Siti Fadilah menilai akibat putusan MUI, pemerintah terpaksa mengeluarkan dana tambahan untuk pengadaan vaksin baru sebesar Rp 60 miliar dan membuang Rp 20 miliar dari vaksin yang sudah terbeli dari GSK. “Padahal masih banyak orang miskin yang butuh,” katanya.
Uniknya, pada 2010 Sekretaris Umum Majelis Ulama Indonesia Ikhwan Syam mengatakan MUI telah mengeluarkan fatwa yang menghalalkan vaksin meningitis. Namun, baru dua jenis yang sudah dihalalkan berdasarkan hasil penelitian MUI.
Kedua vaksi meningitis yang dinyatakan halal adalah vaksin produksi Novartis dari Italia dan Tian Yuan dari Cina. Sedangkan vaksin produksi Glaxo dari Belgia masih dinyatakan haram oleh MUI.
Anggota DPR Lily Chadidjah Wahid pernah mempertanyakan fatwa halal vaksin meningitis produksi Novartis Vaccines and Diagnostics SRL dari Italia dan Zhejiang Tianyuan Bio-Pharmaceutical asal China, namun mengharamkan vaksin Glaxo Smith Kline (GSK) asal Belgia.
Menurut Lily fatwa itu diterbitkan oleh Majelis Ulama Indonesia. Dia menjelaskan, bibit awal/biang atau “parent seed” dari kedua vaksi itu berasal dari kuman meningitis yang dikembangbiakkan dengan medium enzim pankreas babi.

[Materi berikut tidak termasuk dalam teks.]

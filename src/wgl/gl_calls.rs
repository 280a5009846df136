// wglcore/src/wgl/gl_calls.rs
//
//! GL entry points that the layer wraps: extension queries and debug callbacks.

use super::Wgl;
use crate::current::{self, CurrentState};
use crate::debug::{DebugCallbackFlavor, DebugProc};
use crate::driver::{GLenum, GLint, GLuint};
use crate::error::{self, Error};
use crate::extensions;
use crate::handle::HandleKind;
use crate::registry::ExtFunction;

use glow as gl;
use log::debug;
use std::sync::Arc;

impl Wgl {
    /// `glGetString`. `GL_EXTENSIONS` comes back without the disabled extensions.
    ///
    /// Returns `None` if the calling thread has no current context.
    pub fn gl_get_string(&self, name: GLenum) -> Option<Arc<str>> {
        let state = current::get(self.id)?;
        let raw = state.funcs.driver().get_string(name)?;
        if name != gl::EXTENSIONS {
            return Some(raw.into());
        }
        let disabled = self.disabled_extensions();
        if disabled.is_empty() {
            return Some(raw.into());
        }

        let mut handles = self.handles.lock();
        let index = match handles.find(state.context, HandleKind::Context) {
            Ok(index) => index,
            Err(_) => return Some(raw.into()),
        };
        let context = handles.context_mut(index).ok()?;
        let extensions = context.extensions.get_or_insert_with(|| disabled.filter_string(&raw).into());
        Some(extensions.clone())
    }

    /// `glGetStringi`. For `GL_EXTENSIONS`, `index` counts only the extensions that aren't
    /// disabled.
    pub fn gl_get_string_i(&self, name: GLenum, index: GLuint) -> Option<String> {
        let state = current::get(self.id)?;
        state.funcs.lookup(ExtFunction::GlGetStringi)?;
        let index = match name {
            gl::EXTENSIONS => match self.disabled_indices(&state) {
                Some(disabled) => extensions::remap_index(index, &disabled),
                None => index,
            },
            _ => index,
        };
        state.funcs.driver().get_string_i(name, index)
    }

    /// `glGetIntegerv` for a single value. `GL_NUM_EXTENSIONS` doesn't count the disabled
    /// extensions.
    ///
    /// Returns zero if the calling thread has no current context.
    pub fn gl_get_integer(&self, pname: GLenum) -> GLint {
        let state = match current::get(self.id) {
            Some(state) => state,
            None => return 0,
        };
        let value = state.funcs.driver().get_integer(pname);
        if pname != gl::NUM_EXTENSIONS {
            return value;
        }
        match self.disabled_indices(&state) {
            Some(disabled) => extensions::filtered_count(value, &disabled),
            None => value,
        }
    }

    /// Registers a debug message callback on the current context (`glDebugMessageCallback`,
    /// `glDebugMessageCallbackARB` or `glDebugMessageCallbackAMD`).
    ///
    /// Does nothing if the driver doesn't export the matching entry point.
    pub fn gl_debug_message_callback(
        &self,
        flavor: DebugCallbackFlavor,
        callback: Option<DebugProc>,
        user_data: usize,
    ) -> Result<(), Error> {
        error::record(self.gl_debug_message_callback_inner(flavor, callback, user_data))
    }

    fn gl_debug_message_callback_inner(
        &self,
        flavor: DebugCallbackFlavor,
        callback: Option<DebugProc>,
        user_data: usize,
    ) -> Result<(), Error> {
        let state = current::get(self.id).ok_or(Error::NoCurrentContext)?;
        if state.funcs.lookup(flavor.function()).is_none() {
            debug!("driver has no {}", flavor.function().name());
            return Ok(());
        }
        let trampoline = {
            let handles = self.handles.lock();
            let index = handles.find(state.context, HandleKind::Context)?;
            let context = handles.context(index)?;
            context.debug.set(callback, user_data);
            context.debug.clone()
        };
        state.funcs.driver().debug_message_callback(flavor, trampoline);
        Ok(())
    }

    /// The current context's disabled-index list, built on first use.
    ///
    /// `None` means no filtering: nothing is disabled, or the driver has no `glGetStringi`.
    fn disabled_indices(&self, state: &CurrentState) -> Option<Arc<[GLuint]>> {
        let disabled = self.disabled_extensions();
        if disabled.is_empty() {
            return None;
        }
        {
            let handles = self.handles.lock();
            let index = handles.find(state.context, HandleKind::Context).ok()?;
            if let Some(ref indices) = handles.context(index).ok()?.disabled_indices {
                return Some(indices.clone());
            }
        }

        // Enumerate without the table locked; the driver is only talking to this thread.
        state.funcs.lookup(ExtFunction::GlGetStringi)?;
        let driver = state.funcs.driver();
        let count = driver.get_integer(gl::NUM_EXTENSIONS);
        let indices: Arc<[GLuint]> = disabled
            .disabled_indices(count, |index| driver.get_string_i(gl::EXTENSIONS, index))
            .into();

        let mut handles = self.handles.lock();
        let index = handles.find(state.context, HandleKind::Context).ok()?;
        let context = handles.context_mut(index).ok()?;
        Some(context.disabled_indices.get_or_insert(indices).clone())
    }
}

Di saat yang berbeda, Majelis Ulama Indonesia (MUI) malah mendesak ahli obat (farmakolog) untuk segera menemukan zat lain sebagai pengganti beberapa enzim seperti enzim babi yang digunakan dalam pembuatan beberapa jenis vaksin seperti pada vaksin polio dan meningitis agar tidak meresahkan kaum muslim.
“Segera temukan obat pengganti dari obat yang mengandung enzim tersebut (enzim babi), agar kita dan konsumen tidak terpaku pada keharaman obat,” ujar Ketua MUI, Amidhan, kepada Antara.

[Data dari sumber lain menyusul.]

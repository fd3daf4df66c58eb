//! Domain types produced by the client.

use chrono::NaiveDate;
use serde::{Deserialize, Serialize};

/// A daily task as returned by the task-list endpoint.
#[derive(Debug, Clone, Serialize, Deserialize)]
pub struct Daily {
  pub id: String,
  pub title: String,
  pub notes: String,
  pub completed: bool,
}

/// One completion record, normalized to a calendar day.
/// `value` is 0 for a miss, otherwise the positive completion magnitude.
#[derive(Debug, Clone, PartialEq, Serialize, Deserialize)]
pub struct HistoryPoint {
  pub day: NaiveDate,
  pub value: f64,
}

/// A daily task together with its normalized completion history.
/// This is the unit of output and the unit cached.
#[derive(Debug, Clone, Serialize, Deserialize)]
pub struct EnrichedDaily {
  pub id: String,
  pub title: String,
  pub notes: String,
  pub data: Vec<HistoryPoint>,
}

impl EnrichedDaily {
  /// Pair a daily with its history; used both for fetched histories and
  /// for the empty-history fallback when a detail fetch fails.
  pub fn new(daily: Daily, data: Vec<HistoryPoint>) -> Self {
    Self {
      id: daily.id,
      title: daily.title,
      notes: daily.notes,
      data,
    }
  }
}
//! Library surface for habitfetch.
//!
//! The binary and the integration tests both build on these modules.

pub mod cache;
pub mod config;
pub mod habitica;
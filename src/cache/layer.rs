//! Cache layer that orchestrates caching logic with network fetching.
//!
//! Expiration is checked lazily on access; there is no background eviction.
//! An entry is either entirely absent, entirely valid, or entirely expired.

use chrono::{DateTime, Duration, Utc};
use color_eyre::Result;
use std::future::Future;
use std::sync::Arc;

use super::memory::MemoryStore;

/// Result from a cache operation, including where the data came from.
#[derive(Debug, Clone)]
pub struct CacheResult<T> {
  pub data: T,
  pub source: CacheSource,
  /// When the data was stored (if served from cache).
  pub cached_at: Option<DateTime<Utc>>,
}

/// Indicates where cached data came from.
#[derive(Debug, Clone, Copy, PartialEq, Eq)]
pub enum CacheSource {
  /// Fresh data from network
  Network,
  /// Data from cache, still within its time-to-live
  CacheFresh,
}

pub struct CacheLayer<T> {
  store: Arc<MemoryStore<T>>,
  /// How long cached data stays valid
  ttl: Duration,
}

impl<T: Clone> CacheLayer<T> {
  pub fn new(ttl: Duration) -> Self {
    Self {
      store: Arc::new(MemoryStore::new()),
      ttl,
    }
  }

  fn is_expired(&self, stored_at: DateTime<Utc>) -> bool {
    Utc::now() - stored_at >= self.ttl
  }

  /// Look up a key, lazily evicting it when past its time-to-live.
  pub fn get(&self, key: &str) -> Option<T> {
    let entry = self.store.get(key)?;
    if self.is_expired(entry.stored_at) {
      self.store.invalidate(key);
      return None;
    }
    Some(entry.payload)
  }

  /// Store a payload wholesale under a key, stamped with the current time.
  pub fn set(&self, key: &str, payload: T) {
    self.store.set(key, payload);
  }

  pub fn invalidate(&self, key: &str) {
    self.store.invalidate(key);
  }

  /// Fetch with cache-first strategy.
  ///
  /// A valid entry is returned unchanged without touching the network. On a
  /// miss (or an expired entry) the fetcher runs, its result is stored and
  /// returned; a fetcher failure propagates and leaves the cache unpopulated.
  ///
  /// There is no single-flight guard: concurrent cold-cache callers each run
  /// their own fetch and the last one to finish wins the cache slot.
  pub async fn fetch<F, Fut>(&self, key: &str, fetcher: F) -> Result<CacheResult<T>>
  where
    F: FnOnce() -> Fut,
    Fut: Future<Output = Result<T>>,
  {
    if let Some(entry) = self.store.get(key) {
      if !self.is_expired(entry.stored_at) {
        return Ok(CacheResult {
          data: entry.payload,
          source: CacheSource::CacheFresh,
          cached_at: Some(entry.stored_at),
        });
      }
      self.store.invalidate(key);
    }

    let data = fetcher().await?;
    self.store.set(key, data.clone());
    Ok(CacheResult {
      data,
      source: CacheSource::Network,
      cached_at: None,
    })
  }
}

impl<T> Clone for CacheLayer<T> {
  fn clone(&self) -> Self {
    Self {
      store: Arc::clone(&self.store),
      ttl: self.ttl,
    }
  }
}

Sebelumnya, Ikatan Dokter Indonesia (IDI) mengatakan penggunaan enzim babi pada obat tertentu ini dilakukan karena belum ada penggantinya.
“Obat yang bermasalah (mengandung enzim babi) seperti beberapa obat pengencer darah dan beberapa jenis vaksin hal ini karena hingga saat ini belum ditemukan pengganti enzim tersebut,” ujar Ketua Bidang Kajian Obat dan Farmakoterapi IDI, Masfar Salim.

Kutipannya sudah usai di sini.